* _EXERCISE PROMPT_: Search the entries for the word "anyhow" and report each line that has it.

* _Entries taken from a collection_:
-=-=-=-=-

// SPDX-FileCopyrightText: Copyright (c) 2024-2025 The serval Authors. All rights reserved.
// SPDX-License-Identifier: Apache-2.0

use anyhow::Result;
use derive_builder::Builder;
use figment::{
    Figment,
    providers::{Env, Serialized},
};
use serde::{Deserialize, Serialize};
use validator::Validate;

/// Default maximum number of blocking threads.
const DEFAULT_MAX_BLOCKING_THREADS: usize = 512;

/// Runtime configuration
/// Defines the configuration for the tokio runtimes backing the server.
#[derive(Serialize, Deserialize, Validate, Debug, Builder, Clone)]
#[builder(build_fn(private, name = "build_internal"), derive(Debug, Serialize))]
pub struct RuntimeConfig {
    /// Number of async worker threads.
    /// If set to 1, the runtime will run in single-threaded mode.
    /// Set this at runtime with environment variable SERVAL_RUNTIME_NUM_WORKER_THREADS.
    /// Defaults to number of cores.
    #[validate(range(min = 1))]
    #[builder(default)]
    #[builder_field_attr(serde(skip_serializing_if = "Option::is_none"))]
    pub num_worker_threads: Option<usize>,

    /// Maximum number of blocking threads, must be greater than 0.
    /// Set this at runtime with environment variable SERVAL_RUNTIME_MAX_BLOCKING_THREADS.
    #[validate(range(min = 1))]
    #[builder(default = "DEFAULT_MAX_BLOCKING_THREADS")]
    #[builder_field_attr(serde(skip_serializing_if = "Option::is_none"))]
    pub max_blocking_threads: usize,

    /// Grace period, in seconds, given to in-flight work when the process
    /// shuts down. Set with SERVAL_RUNTIME_GRACEFUL_SHUTDOWN_TIMEOUT.
    #[builder(default = "default_graceful_shutdown_timeout()")]
    #[builder_field_attr(serde(skip_serializing_if = "Option::is_none"))]
    pub graceful_shutdown_timeout: u64,
}

fn default_graceful_shutdown_timeout() -> u64 {
    if cfg!(debug_assertions) {
        1 // Debug build: 1 second
    } else {
        30 // Release build: 30 seconds
    }
}

impl RuntimeConfigBuilder {
    pub fn build(&self) -> Result<RuntimeConfig> {
        let config = self.build_internal()?;
        config.validate()?;
        Ok(config)
    }
}

impl RuntimeConfig {
    pub fn builder() -> RuntimeConfigBuilder {
        RuntimeConfigBuilder::default()
    }

    /// Instantiate from defaults merged with `SERVAL_RUNTIME_*` environment
    /// variables, highest priority last.
    pub fn from_settings() -> Result<RuntimeConfig> {
        let config: RuntimeConfig = Figment::new()
            .merge(Serialized::defaults(RuntimeConfig::default()))
            .merge(Env::prefixed("SERVAL_RUNTIME_"))
            .extract()?;
        config.validate()?;
        Ok(config)
    }

    pub fn single_threaded() -> RuntimeConfig {
        RuntimeConfig {
            num_worker_threads: Some(1),
            max_blocking_threads: 1,
            graceful_shutdown_timeout: default_graceful_shutdown_timeout(),
        }
    }

    /// Create a tokio runtime from this configuration.
    pub fn create_runtime(&self) -> Result<tokio::runtime::Runtime> {
        let workers = self
            .num_worker_threads
            .unwrap_or_else(|| std::thread::available_parallelism().map_or(1, |v| v.get()));
        let mut builder = if workers == 1 {
            tokio::runtime::Builder::new_current_thread()
        } else {
            let mut b = tokio::runtime::Builder::new_multi_thread();
            b.worker_threads(workers);
            b
        };
        builder
            .max_blocking_threads(self.max_blocking_threads)
            .enable_all()
            .build()
            .map_err(anyhow::Error::from)
    }
}

impl Default for RuntimeConfig {
    fn default() -> Self {
        RuntimeConfig {
            num_worker_threads: None,
            max_blocking_threads: DEFAULT_MAX_BLOCKING_THREADS,
            graceful_shutdown_timeout: default_graceful_shutdown_timeout(),
        }
    }
}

-=-=-=-=-

* _COMPLETED TASK_:
use anyhow::Result;
            .map_err(anyhow::Error::from)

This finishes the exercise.